[Data records]
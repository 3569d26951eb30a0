//! CLI argument definitions using clap

use std::path::PathBuf;

use clap::{ArgAction, Parser, Subcommand, ValueHint};

/// Unravel shrunk neuronal morphologies while preserving segment lengths
#[derive(Parser, Debug)]
#[command(name = "unravel")]
#[command(author, version, about, long_about = None)]
#[command(propagate_version = true)]
pub struct Cli {
    /// Debug output: -d info, -dd debug, -ddd trace
    #[arg(short, long, action = ArgAction::Count, global = true)]
    pub debug: u8,

    /// Config file layered over the global config
    #[arg(short, long, global = true, value_hint = ValueHint::FilePath)]
    pub config: Option<PathBuf>,

    #[command(subcommand)]
    pub command: Option<Commands>,
}

#[derive(Subcommand, Debug)]
pub enum Commands {
    /// Unravel a single morphology
    File {
        /// Input morphology
        #[arg(value_hint = ValueHint::FilePath)]
        input: PathBuf,
        /// Output morphology
        #[arg(value_hint = ValueHint::FilePath)]
        output: PathBuf,
        /// Segments on each side used to estimate a segment's direction
        #[arg(short, long)]
        window_half_length: Option<usize>,
    },

    /// Unravel every morphology of a directory
    Dir {
        /// Directory with input morphologies
        #[arg(value_hint = ValueHint::DirPath)]
        input_dir: PathBuf,
        /// Directory for the unravelled morphologies (created if missing)
        #[arg(value_hint = ValueHint::DirPath)]
        output_dir: PathBuf,
        /// Segments on each side used to estimate a segment's direction
        #[arg(short, long)]
        window_half_length: Option<usize>,
        /// Process one file at a time
        #[arg(long)]
        sequential: bool,
    },

    /// Show the section tree of a morphology
    Info {
        /// Morphology file
        #[arg(value_hint = ValueHint::FilePath)]
        file: PathBuf,
    },

    /// Manage settings
    Config {
        #[command(subcommand)]
        command: ConfigCommands,
    },

    /// Generate shell completions
    Completion {
        /// Shell type
        #[arg(value_enum)]
        shell: clap_complete::Shell,
    },
}

#[derive(Subcommand, Debug)]
pub enum ConfigCommands {
    /// Show merged config
    Show,

    /// Show global config path
    Path,

    /// Create global config template
    Init {
        /// Overwrite an existing config file
        #[arg(short, long)]
        force: bool,
    },
}
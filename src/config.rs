//! Configuration management with layered loading
//!
//! Precedence (lowest to highest):
//! 1. Compiled defaults
//! 2. Global config: `$XDG_CONFIG_HOME/unravel/unravel.toml`
//! 3. Explicit config file (`--config <file>`)
//! 4. Environment variables: `UNRAVEL_*` prefix
//!
//! Command-line flags are applied on top by the CLI layer.

use std::path::{Path, PathBuf};

use config::{Config, ConfigError, Environment};
use directories::ProjectDirs;
use serde::{Deserialize, Serialize};

use crate::application::ApplicationError;
use crate::domain::{UnravelOptions, DEFAULT_WINDOW_HALF_LENGTH};

/// Unified configuration for unravel.
#[derive(Debug, Clone, Serialize, Deserialize, PartialEq, Eq)]
#[serde(default)]
pub struct Settings {
    /// Segments on each side of the unravelled one used for direction estimation
    pub window_half_length: usize,
    /// File extensions treated as morphologies in directory runs (case-insensitive)
    pub extensions: Vec<String>,
    /// Process the files of a directory run in parallel
    pub parallel: bool,
}

impl Default for Settings {
    fn default() -> Self {
        Self {
            window_half_length: DEFAULT_WINDOW_HALF_LENGTH,
            extensions: vec!["swc".into()],
            parallel: true,
        }
    }
}

/// Raw settings for intermediate parsing (`None` → not specified, inherit).
#[derive(Debug, Clone, Deserialize, Default)]
#[serde(default)]
pub struct RawSettings {
    pub window_half_length: Option<usize>,
    pub extensions: Option<Vec<String>>,
    pub parallel: Option<bool>,
}

/// Get the XDG config directory for unravel.
pub fn global_config_dir() -> Option<PathBuf> {
    ProjectDirs::from("", "", "unravel").map(|dirs| dirs.config_dir().to_path_buf())
}

/// Get the path to the global config file.
pub fn global_config_path() -> Option<PathBuf> {
    global_config_dir().map(|dir| dir.join("unravel.toml"))
}

/// Load a TOML file into RawSettings for manual merging.
fn load_raw_settings(path: &Path) -> Result<RawSettings, ApplicationError> {
    let content = std::fs::read_to_string(path).map_err(|e| ApplicationError::Config {
        message: format!("read {}: {}", path.display(), e),
    })?;
    toml::from_str(&content).map_err(|e| ApplicationError::Config {
        message: format!("parse {}: {}", path.display(), e),
    })
}

impl Settings {
    /// Options for the unravelling algorithm.
    pub fn unravel_options(&self) -> UnravelOptions {
        UnravelOptions::with_window_half_length(self.window_half_length)
    }

    /// Overlay wins for every field it specifies.
    fn merge_with(&self, overlay: &RawSettings) -> Self {
        Self {
            window_half_length: overlay
                .window_half_length
                .unwrap_or(self.window_half_length),
            extensions: overlay
                .extensions
                .clone()
                .unwrap_or_else(|| self.extensions.clone()),
            parallel: overlay.parallel.unwrap_or(self.parallel),
        }
    }

    /// Load settings with layered precedence.
    ///
    /// # Arguments
    /// * `explicit` - Optional config file given on the command line; it must exist
    pub fn load(explicit: Option<&Path>) -> Result<Self, ApplicationError> {
        let mut current = Self::default();

        if let Some(global_path) = global_config_path() {
            if global_path.exists() {
                current = current.merge_with(&load_raw_settings(&global_path)?);
            }
        }

        if let Some(path) = explicit {
            if !path.exists() {
                return Err(ApplicationError::Config {
                    message: format!("config file not found: {}", path.display()),
                });
            }
            current = current.merge_with(&load_raw_settings(path)?);
        }

        Self::apply_env_overrides(current, Self::environment())?.validate()
    }

    /// Only SWC can be read, so `extensions` may only spell `swc` differently.
    fn validate(self) -> Result<Self, ApplicationError> {
        if self.extensions.is_empty() {
            return Err(ApplicationError::Config {
                message: "extensions: at least one extension is required".into(),
            });
        }
        if let Some(ext) = self
            .extensions
            .iter()
            .find(|ext| !ext.trim_start_matches('.').eq_ignore_ascii_case("swc"))
        {
            return Err(ApplicationError::Config {
                message: format!("extensions: unsupported morphology format '{ext}', only swc is supported"),
            });
        }
        Ok(self)
    }

    fn environment() -> Environment {
        Environment::with_prefix("UNRAVEL")
            .prefix_separator("_")
            .separator("__")
    }

    /// Apply UNRAVEL_* environment variables as explicit overrides.
    fn apply_env_overrides(mut settings: Self, source: Environment) -> Result<Self, ApplicationError> {
        let config = Config::builder()
            .add_source(source)
            .build()
            .map_err(config_err)?;

        if let Ok(val) = config.get_string("window_half_length") {
            settings.window_half_length = val.trim().parse().map_err(|_| ApplicationError::Config {
                message: format!("UNRAVEL_WINDOW_HALF_LENGTH: not a non-negative integer: {val}"),
            })?;
        }
        if let Ok(val) = config.get_string("extensions") {
            settings.extensions = val
                .split(',')
                .map(str::trim)
                .filter(|s| !s.is_empty())
                .map(String::from)
                .collect();
        }
        if let Ok(val) = config.get_string("parallel") {
            settings.parallel = val.trim().parse().map_err(|_| ApplicationError::Config {
                message: format!("UNRAVEL_PARALLEL: expected true or false: {val}"),
            })?;
        }

        Ok(settings)
    }

    /// Show the effective configuration as TOML.
    pub fn to_toml(&self) -> Result<String, ApplicationError> {
        toml::to_string_pretty(self).map_err(|e| ApplicationError::Config {
            message: format!("serialize config: {e}"),
        })
    }

    /// Generate a template config file.
    pub fn template() -> String {
        r#"# unravel configuration
#
# Locations (by precedence, lowest to highest):
#   Global:   ~/.config/unravel/unravel.toml
#   Explicit: --config <file>
#   Env:      UNRAVEL_* environment variables
#   Flags:    --window-half-length, --sequential

# Segments on each side of a segment used to estimate its direction
# window_half_length = 5

# Extensions of morphology files picked up by `unravel dir`.
# Only SWC is supported; entries may differ in case or carry a leading dot.
# extensions = ["swc"]

# Unravel the files of a directory in parallel
# parallel = true
"#
        .to_string()
    }
}

fn config_err(e: ConfigError) -> ApplicationError {
    ApplicationError::Config {
        message: e.to_string(),
    }
}

#[cfg(test)]
mod tests {
    use super::*;
    use rstest::rstest;
    use std::collections::HashMap;

    fn env_source(vars: &[(&str, &str)]) -> Environment {
        let map: HashMap<String, String> = vars
            .iter()
            .map(|(k, v)| (k.to_string(), v.to_string()))
            .collect();
        Settings::environment().source(Some(map))
    }

    #[test]
    fn given_defaults_when_created_then_window_is_five() {
        let settings = Settings::default();
        assert_eq!(settings.window_half_length, 5);
        assert_eq!(settings.extensions, vec!["swc".to_string()]);
        assert!(settings.parallel);
        assert_eq!(settings.unravel_options(), UnravelOptions::default());
    }

    #[test]
    fn given_partial_overlay_when_merging_then_keeps_unspecified_fields() {
        let overlay = RawSettings {
            window_half_length: Some(2),
            ..RawSettings::default()
        };

        let merged = Settings::default().merge_with(&overlay);

        assert_eq!(merged.window_half_length, 2);
        assert_eq!(merged.extensions, vec!["swc".to_string()]);
        assert!(merged.parallel);
    }

    #[test]
    fn given_env_vars_when_applying_overrides_then_replaces_values() {
        let source = env_source(&[
            ("UNRAVEL_WINDOW_HALF_LENGTH", "3"),
            ("UNRAVEL_EXTENSIONS", "swc, .SWC"),
            ("UNRAVEL_PARALLEL", "false"),
        ]);

        let settings = Settings::apply_env_overrides(Settings::default(), source).unwrap();

        assert_eq!(settings.window_half_length, 3);
        assert_eq!(settings.extensions, vec!["swc".to_string(), ".SWC".to_string()]);
        assert!(!settings.parallel);
    }

    #[test]
    fn given_negative_window_env_var_when_applying_overrides_then_fails() {
        let source = env_source(&[("UNRAVEL_WINDOW_HALF_LENGTH", "-1")]);

        let result = Settings::apply_env_overrides(Settings::default(), source);

        assert!(matches!(result, Err(ApplicationError::Config { .. })));
    }

    #[rstest]
    #[case(vec!["swc"], true)]
    #[case(vec!["SWC", ".swc"], true)]
    #[case(vec!["swc", "asc"], false)]
    #[case(vec!["h5"], false)]
    #[case(vec![], false)]
    fn given_extensions_when_validating_then_only_swc_spellings_pass(
        #[case] extensions: Vec<&str>,
        #[case] valid: bool,
    ) {
        let settings = Settings {
            extensions: extensions.into_iter().map(String::from).collect(),
            ..Settings::default()
        };

        let result = settings.validate();

        assert_eq!(result.is_ok(), valid, "{:?}", result);
    }

    #[test]
    fn given_settings_when_serializing_then_template_keys_match() {
        let toml = Settings::default().to_toml().unwrap();
        let parsed: RawSettings = toml::from_str(&toml).unwrap();
        assert_eq!(parsed.window_half_length, Some(5));

        // Template is valid TOML with every key commented out
        let template: RawSettings = toml::from_str(&Settings::template()).unwrap();
        assert!(template.window_half_length.is_none());
    }
}
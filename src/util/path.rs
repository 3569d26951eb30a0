use std::path::Path;

pub trait PathExt {
    /// Case-insensitive match of the file extension against `extensions`
    /// (given without the leading dot).
    fn has_extension_in(&self, extensions: &[String]) -> bool;
    fn is_swc_file(&self) -> bool;
}

impl PathExt for Path {
    fn has_extension_in(&self, extensions: &[String]) -> bool {
        match self.extension().and_then(|e| e.to_str()) {
            Some(ext) => extensions
                .iter()
                .any(|wanted| wanted.trim_start_matches('.').eq_ignore_ascii_case(ext)),
            None => false,
        }
    }

    fn is_swc_file(&self) -> bool {
        self.extension()
            .and_then(|e| e.to_str())
            .is_some_and(|ext| ext.eq_ignore_ascii_case("swc"))
    }
}

#[cfg(test)]
mod tests {
    use super::*;
    use rstest::rstest;

    #[rstest]
    #[case("cell.swc", true)]
    #[case("cell.SWC", true)]
    #[case("cell.asc", true)]
    #[case("cell.h5", false)]
    #[case("README", false)]
    #[case(".swc", false)]
    fn given_path_when_matching_extensions_then_ignores_case(
        #[case] path: &str,
        #[case] expected: bool,
    ) {
        let extensions = vec!["swc".to_string(), ".asc".to_string()];
        assert_eq!(Path::new(path).has_extension_in(&extensions), expected);
    }

    #[test]
    fn given_swc_path_when_checking_format_then_detects_swc() {
        assert!(Path::new("a/b/neuron.Swc").is_swc_file());
        assert!(!Path::new("a/b/neuron.asc").is_swc_file());
    }
}
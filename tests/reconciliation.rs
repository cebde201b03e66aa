// Store <-> display configuration reconciliation tests
//
// Covers the two one-directional synchronization operations: pulling
// settings out of the store into the live configuration, and writing
// panel edits back into the store field by field.

use emu_shell::shell::{keys, SHELL_SETTINGS};
use emu_shell::{
    AntialiasEffect, ConfigStore, DisplayConfig, EmulatorHost, PanelEdit, ScalingEffect,
    ShellWindow,
};

fn shell_with_graphics(store: ConfigStore) -> ShellWindow {
    let mut shell = ShellWindow::new(store, EmulatorHost::new());
    shell.open_headless();
    shell.host_mut().init_graphics();
    shell.on_emulator_initialized();
    shell
}

fn live_config(shell: &ShellWindow) -> DisplayConfig {
    shell
        .host()
        .graphics_system()
        .unwrap()
        .presenter()
        .unwrap()
        .borrow()
        .display_config()
}

fn set_live_config(shell: &ShellWindow, config: DisplayConfig) {
    shell
        .host()
        .graphics_system()
        .unwrap()
        .presenter()
        .unwrap()
        .borrow_mut()
        .set_display_config(config);
}

#[test]
fn reconcile_pulls_stored_fsr_settings_without_writing_back() {
    let mut store = ConfigStore::new(SHELL_SETTINGS);
    store.set_str(keys::POSTPROCESS_SCALING_AND_SHARPENING, "fsr");
    store.set_float(keys::POSTPROCESS_FSR_SHARPNESS_REDUCTION, 1.5);
    let writes_before = store.write_count();

    let shell = shell_with_graphics(store);
    shell.reconcile_from_store();

    let config = live_config(&shell);
    assert_eq!(config.effect(), ScalingEffect::Fsr);
    assert_eq!(config.fsr_sharpness_reduction(), 1.5);
    assert_eq!(shell.store().write_count(), writes_before);
}

#[test]
fn reconcile_decodes_unrecognized_tokens_to_defaults() {
    let mut store = ConfigStore::new(SHELL_SETTINGS);
    store.set_str(keys::POSTPROCESS_SCALING_AND_SHARPENING, "quincunx");
    store.set_str(keys::POSTPROCESS_ANTIALIASING, "msaa16");

    let shell = shell_with_graphics(store);
    shell.reconcile_from_store();

    assert_eq!(live_config(&shell).effect(), ScalingEffect::Bilinear);
    let pipeline = shell
        .host()
        .graphics_system()
        .unwrap()
        .command_pipeline()
        .unwrap();
    assert_eq!(
        pipeline.borrow().desired_antialias_effect(),
        AntialiasEffect::None
    );
}

#[test]
fn reconcile_pushes_antialias_to_pipeline() {
    let mut store = ConfigStore::new(SHELL_SETTINGS);
    store.set_str(keys::POSTPROCESS_ANTIALIASING, "fxaa_extreme");

    let shell = shell_with_graphics(store);
    shell.reconcile_from_store();

    let pipeline = shell
        .host()
        .graphics_system()
        .unwrap()
        .command_pipeline()
        .unwrap();
    assert_eq!(
        pipeline.borrow().desired_antialias_effect(),
        AntialiasEffect::FxaaExtreme
    );
}

#[test]
fn cas_only_edit_never_writes_fsr_key_despite_live_drift() {
    let mut store = ConfigStore::new(SHELL_SETTINGS);
    store.set_float(keys::POSTPROCESS_FSR_SHARPNESS_REDUCTION, 0.8);
    let mut shell = shell_with_graphics(store);
    shell.reconcile_from_store();

    // The live FSR value drifts away from the stored one.
    let mut drifted = live_config(&shell);
    drifted.set_fsr_sharpness_reduction(1.2);
    set_live_config(&shell, drifted);

    // The user edits only the CAS sharpness; the panel hands back the
    // full live config with that one change.
    let mut edited = live_config(&shell);
    edited.set_cas_additional_sharpness(0.7);
    shell.apply_edit(PanelEdit {
        config: Some(edited),
        antialias: None,
    });

    assert_eq!(
        shell.store().float_value(keys::POSTPROCESS_FSR_SHARPNESS_REDUCTION),
        0.8,
        "untouched field must not be written back"
    );
    assert_eq!(
        shell.store().float_value(keys::POSTPROCESS_CAS_ADDITIONAL_SHARPNESS),
        0.7f32 as f64
    );
    // The full edit still reached the presenter.
    assert_eq!(live_config(&shell).cas_additional_sharpness(), 0.7);
    assert_eq!(live_config(&shell).fsr_sharpness_reduction(), 1.2);
}

#[test]
fn unchanged_edit_writes_nothing() {
    let store = ConfigStore::new(SHELL_SETTINGS);
    let mut shell = shell_with_graphics(store);
    shell.reconcile_from_store();
    let writes_before = shell.store().write_count();

    let edit = PanelEdit {
        config: Some(live_config(&shell)),
        antialias: Some(AntialiasEffect::None),
    };
    shell.apply_edit(edit);
    shell.apply_edit(edit);

    assert_eq!(shell.store().write_count(), writes_before);
}

#[test]
fn effect_change_writes_its_token() {
    let store = ConfigStore::new(SHELL_SETTINGS);
    let mut shell = shell_with_graphics(store);
    shell.reconcile_from_store();

    let mut edited = live_config(&shell);
    edited.set_effect(ScalingEffect::Cas);
    shell.apply_edit(PanelEdit {
        config: Some(edited),
        antialias: None,
    });
    assert_eq!(
        shell.store().str_value(keys::POSTPROCESS_SCALING_AND_SHARPENING),
        "cas"
    );

    // Switching back to the default persists the empty token.
    let mut back = live_config(&shell);
    back.set_effect(ScalingEffect::Bilinear);
    shell.apply_edit(PanelEdit {
        config: Some(back),
        antialias: None,
    });
    assert_eq!(
        shell.store().str_value(keys::POSTPROCESS_SCALING_AND_SHARPENING),
        ""
    );
}

#[test]
fn antialias_edit_writes_token_and_pushes_pipeline() {
    let store = ConfigStore::new(SHELL_SETTINGS);
    let mut shell = shell_with_graphics(store);
    shell.reconcile_from_store();

    shell.apply_edit(PanelEdit {
        config: None,
        antialias: Some(AntialiasEffect::Fxaa),
    });

    let pipeline = shell
        .host()
        .graphics_system()
        .unwrap()
        .command_pipeline()
        .unwrap();
    assert_eq!(
        pipeline.borrow().desired_antialias_effect(),
        AntialiasEffect::Fxaa
    );
    assert_eq!(shell.store().str_value(keys::POSTPROCESS_ANTIALIASING), "fxaa");
}

#[test]
fn dither_edit_writes_bool() {
    let store = ConfigStore::new(SHELL_SETTINGS);
    let mut shell = shell_with_graphics(store);
    shell.reconcile_from_store();

    let mut edited = live_config(&shell);
    edited.set_dither(false);
    shell.apply_edit(PanelEdit {
        config: Some(edited),
        antialias: None,
    });

    assert!(!shell.store().bool_value(keys::POSTPROCESS_DITHER));
}

#[test]
fn title_launch_reloads_store_and_flows_one_way_into_live_config() {
    let dir = tempfile::tempdir().unwrap();
    let config_path = dir.path().join("emu_shell.toml");
    std::fs::write(&config_path, "postprocess_scaling_and_sharpening = \"cas\"\n").unwrap();

    let store = ConfigStore::load(&config_path, SHELL_SETTINGS).unwrap();
    let mut shell = shell_with_graphics(store);
    shell.reconcile_from_store();
    assert_eq!(live_config(&shell).effect(), ScalingEffect::Cas);

    // A concurrent writer rewrites the file while the shell is running.
    std::fs::write(
        &config_path,
        "postprocess_scaling_and_sharpening = \"fsr\"\npostprocess_fsr_sharpness_reduction = 0.5\n",
    )
    .unwrap();

    // Launching content completes an external reload and triggers the
    // reconcile callback.
    let content = dir.path().join("game.iso");
    std::fs::write(&content, b"content").unwrap();
    shell.file_drop(content);

    let config = live_config(&shell);
    assert_eq!(config.effect(), ScalingEffect::Fsr);
    assert_eq!(config.fsr_sharpness_reduction(), 0.5);
    assert_eq!(shell.store().write_count(), 0, "reload must not echo into the store");
    assert!(shell.host().is_title_open());
}

#[test]
fn fsr_max_passes_flows_from_store_but_is_never_written() {
    let mut store = ConfigStore::new(SHELL_SETTINGS);
    store.set_uint(keys::POSTPROCESS_FSR_MAX_UPSAMPLING_PASSES, 2);
    let writes_before = store.write_count();

    let mut shell = shell_with_graphics(store);
    shell.reconcile_from_store();
    assert_eq!(live_config(&shell).fsr_max_upsampling_passes(), 2);

    let mut edited = live_config(&shell);
    edited.set_effect(ScalingEffect::Fsr);
    shell.apply_edit(PanelEdit {
        config: Some(edited),
        antialias: None,
    });

    assert_eq!(
        shell.store().uint_value(keys::POSTPROCESS_FSR_MAX_UPSAMPLING_PASSES),
        2
    );
    // Only the effect token was written.
    assert_eq!(shell.store().write_count(), writes_before + 1);
}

◆ **Task details**: Run a filter over the data above and keep each line that contains the word "PathExt".

◆ **Task response**:
pub trait PathExt {
impl PathExt for Path {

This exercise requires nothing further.